→ **WORK REQUEST**
Report back every line in the data that includes the string "tolerated".

→ **MATERIAL SUPPLIED**

________________

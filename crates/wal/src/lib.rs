//! # WAL — Write-Ahead Log
//!
//! Provides crash-safe durability for the storage engine.
//!
//! Every mutation is appended to the WAL **before** the corresponding
//! in-memory update. On restart the WAL is replayed to reconstruct the
//! memtable, guaranteeing that no acknowledged write is lost.
//!
//! ## Record Format
//!
//! ```text
//! [key_len: u32 BE][key][val_len: u32 BE][value]
//! ```
//!
//! There is no checksum and no per-record sequence number: the WAL only
//! has to recover "what was the last value written for each key", and a
//! truncated tail (a crash mid-write) is simply dropped rather than
//! treated as an error. A delete is written as a record whose value is
//! the tombstone byte `[0x00]`.
//!
//! ## Example
//!
//! ```rust,no_run
//! use wal::WalWriter;
//!
//! let mut w = WalWriter::create("wal.log", true).unwrap();
//! w.append(b"hello", b"world").unwrap();
//! drop(w);
//!
//! let records = wal::recover("wal.log").unwrap();
//! ```

use byteorder::{BigEndian, ReadBytesExt, WriteBytesExt};
use std::fs::{File, OpenOptions};
use std::io::{self, BufReader, Read, Write};
use std::path::{Path, PathBuf};

use keyorder::compare;
use thiserror::Error;
use tracing::{trace, warn};

/// Maximum key size tolerated during replay before a record is treated as
/// corrupt and the remainder of the log is dropped.
const MAX_KEY_SIZE: usize = 1024 * 1024;
/// Maximum value size tolerated during replay, for the same reason.
const MAX_VALUE_SIZE: usize = 10 * 1024 * 1024;

/// Errors that can occur during WAL operations.
#[derive(Debug, Error)]
pub enum WalError {
    /// An underlying I/O error.
    #[error("io error: {0}")]
    Io(#[from] io::Error),

    /// A fully-read record had a length field past the tolerated cap.
    #[error("corrupt record")]
    Corrupt,
}

/// Append-only WAL writer.
///
/// Every record is written and flushed; when `sync` is `true`, every
/// append is followed by `sync_all()` (fsync) so the record is durable
/// on disk before the call returns.
pub struct WalWriter {
    path: PathBuf,
    file: File,
    sync: bool,
    buf: Vec<u8>,
}

impl WalWriter {
    /// Opens (or creates) a WAL file in append mode.
    ///
    /// * `path` — file system path for the WAL (created if it does not exist).
    /// * `sync` — if true, every `append` call is followed by `fsync`.
    pub fn create<P: AsRef<Path>>(path: P, sync: bool) -> Result<Self, WalError> {
        let path = path.as_ref().to_path_buf();
        let file = OpenOptions::new()
            .create(true)
            .append(true)
            .read(true)
            .open(&path)?;
        Ok(Self {
            path,
            file,
            sync,
            buf: Vec::with_capacity(256),
        })
    }

    /// Appends a single `(key, value)` record, flushing (and, if `sync` is
    /// set, fsyncing) before returning.
    pub fn append(&mut self, key: &[u8], value: &[u8]) -> Result<(), WalError> {
        self.buf.clear();
        self.buf.write_u32::<BigEndian>(key.len() as u32)?;
        self.buf.extend_from_slice(key);
        self.buf.write_u32::<BigEndian>(value.len() as u32)?;
        self.buf.extend_from_slice(value);

        self.file.write_all(&self.buf)?;
        self.file.flush()?;

        if self.sync {
            self.file.sync_all()?;
        }

        trace!(key_len = key.len(), value_len = value.len(), "wal append");
        Ok(())
    }

    /// Forces all buffered data to be written to disk via `sync_all()`.
    pub fn sync_to_disk(&mut self) -> Result<(), WalError> {
        self.file.flush()?;
        self.file.sync_all()?;
        Ok(())
    }

    /// Closes the file handle. The WAL file itself is left on disk.
    pub fn close(self) -> Result<(), WalError> {
        drop(self);
        Ok(())
    }

    /// Closes and removes the WAL file, typically called right after a
    /// successful flush of the memtable it was backing.
    pub fn delete(self) -> Result<(), WalError> {
        let path = self.path.clone();
        drop(self);
        std::fs::remove_file(path)?;
        Ok(())
    }
}

/// Sequential WAL reader that yields raw `(key, value)` records in file
/// order, including duplicate keys and tombstones.
///
/// Generic over any `Read` implementor so it can run against a real file
/// or an in-memory buffer in tests.
pub struct WalReader<R: Read> {
    rdr: BufReader<R>,
}

impl WalReader<File> {
    /// Opens an existing WAL file for sequential replay.
    pub fn open<P: AsRef<Path>>(path: P) -> Result<WalReader<File>, WalError> {
        let f = File::open(path)?;
        Ok(WalReader {
            rdr: BufReader::new(f),
        })
    }
}

impl<R: Read> WalReader<R> {
    /// Constructs a reader from any `Read` implementor.
    pub fn from_reader(reader: R) -> Self {
        WalReader {
            rdr: BufReader::new(reader),
        }
    }

    /// Replays every well-formed record in the WAL, calling `apply` for
    /// each one in file order. A truncated or malformed tail is silently
    /// dropped rather than surfaced as an error.
    pub fn replay<F>(&mut self, mut apply: F) -> Result<(), WalError>
    where
        F: FnMut(Vec<u8>, Vec<u8>),
    {
        loop {
            let key_len = match self.rdr.read_u32::<BigEndian>() {
                Ok(v) => v as usize,
                Err(e) if e.kind() == io::ErrorKind::UnexpectedEof => return Ok(()),
                Err(e) => return Err(WalError::Io(e)),
            };
            if key_len > MAX_KEY_SIZE {
                warn!(key_len, "wal: oversized key length, discarding tail");
                return Ok(());
            }

            let mut key = vec![0u8; key_len];
            if let Err(e) = self.rdr.read_exact(&mut key) {
                if e.kind() == io::ErrorKind::UnexpectedEof {
                    warn!("wal: truncated tail (key), discarding");
                    return Ok(());
                }
                return Err(WalError::Io(e));
            }

            let val_len = match self.rdr.read_u32::<BigEndian>() {
                Ok(v) => v as usize,
                Err(e) if e.kind() == io::ErrorKind::UnexpectedEof => {
                    warn!("wal: truncated tail (value length), discarding");
                    return Ok(());
                }
                Err(e) => return Err(WalError::Io(e)),
            };
            if val_len > MAX_VALUE_SIZE {
                warn!(val_len, "wal: oversized value length, discarding tail");
                return Ok(());
            }

            let mut value = vec![0u8; val_len];
            if let Err(e) = self.rdr.read_exact(&mut value) {
                if e.kind() == io::ErrorKind::UnexpectedEof {
                    warn!("wal: truncated tail (value), discarding");
                    return Ok(());
                }
                return Err(WalError::Io(e));
            }

            apply(key, value);
        }
    }
}

/// Opens `path` (a missing file behaves as an empty log) and returns the
/// most-recent `(key, value)` for every key seen, sorted in key order.
///
/// Later records shadow earlier ones for the same key, including
/// tombstones. A truncated or corrupt tail simply loses unwritten data,
/// per the WAL's recovery contract.
pub fn recover<P: AsRef<Path>>(path: P) -> Result<Vec<(Vec<u8>, Vec<u8>)>, WalError> {
    let path = path.as_ref();
    if !path.exists() {
        return Ok(Vec::new());
    }
    let mut reader = WalReader::open(path)?;
    let mut latest: Vec<(Vec<u8>, Vec<u8>)> = Vec::new();
    reader.replay(|key, value| {
        match latest.binary_search_by(|(k, _)| compare(k, &key)) {
            Ok(idx) => latest[idx].1 = value,
            Err(idx) => latest.insert(idx, (key, value)),
        }
    })?;
    Ok(latest)
}
//! # SSTable - Sorted String Table
//!
//! Immutable, on-disk storage files for the storage engine.
//!
//! When the in-memory memtable exceeds its size threshold the engine
//! flushes it to disk as an SSTable. SSTables are *write-once, read-many*
//! — once created they are never modified, only replaced during
//! compaction.
//!
//! ## File layout
//!
//! ```text
//! ┌───────────────────────────────────────────────────────────────┐
//! │ HEADER (fixed 4096 bytes)                                      │
//! │ magic "LSMT" | version: u32-BE = 1 | JSON metadata, NUL-padded  │
//! ├───────────────────────────────────────────────────────────────┤
//! │ DATA SECTION (sorted key/value records)                        │
//! │ key_len: u32-BE | key | val_len: u32-BE | val                  │
//! ├───────────────────────────────────────────────────────────────┤
//! │ SPARSE INDEX (every 128th record): "key\toffset\tsize\n"       │
//! ├───────────────────────────────────────────────────────────────┤
//! │ BLOOM SECTION: m: u32-BE | k: u32-BE | packed bits              │
//! └───────────────────────────────────────────────────────────────┘
//! ```
//!
//! There is no per-record checksum and no footer — every offset needed to
//! navigate the file is recorded in the JSON header, which is read once
//! on open.

mod format;
mod reader;
mod writer;

pub use format::{Metadata, SstError, HEADER_SIZE, INDEX_INTERVAL, MAGIC, VERSION};
pub use reader::SSTableReader;
pub use writer::SSTableWriter;

#[cfg(test)]
mod tests;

________________

→ **SOLUTION BELOW**
/// Maximum key size tolerated during replay before a record is treated as
/// Maximum value size tolerated during replay, for the same reason.
    /// A fully-read record had a length field past the tolerated cap.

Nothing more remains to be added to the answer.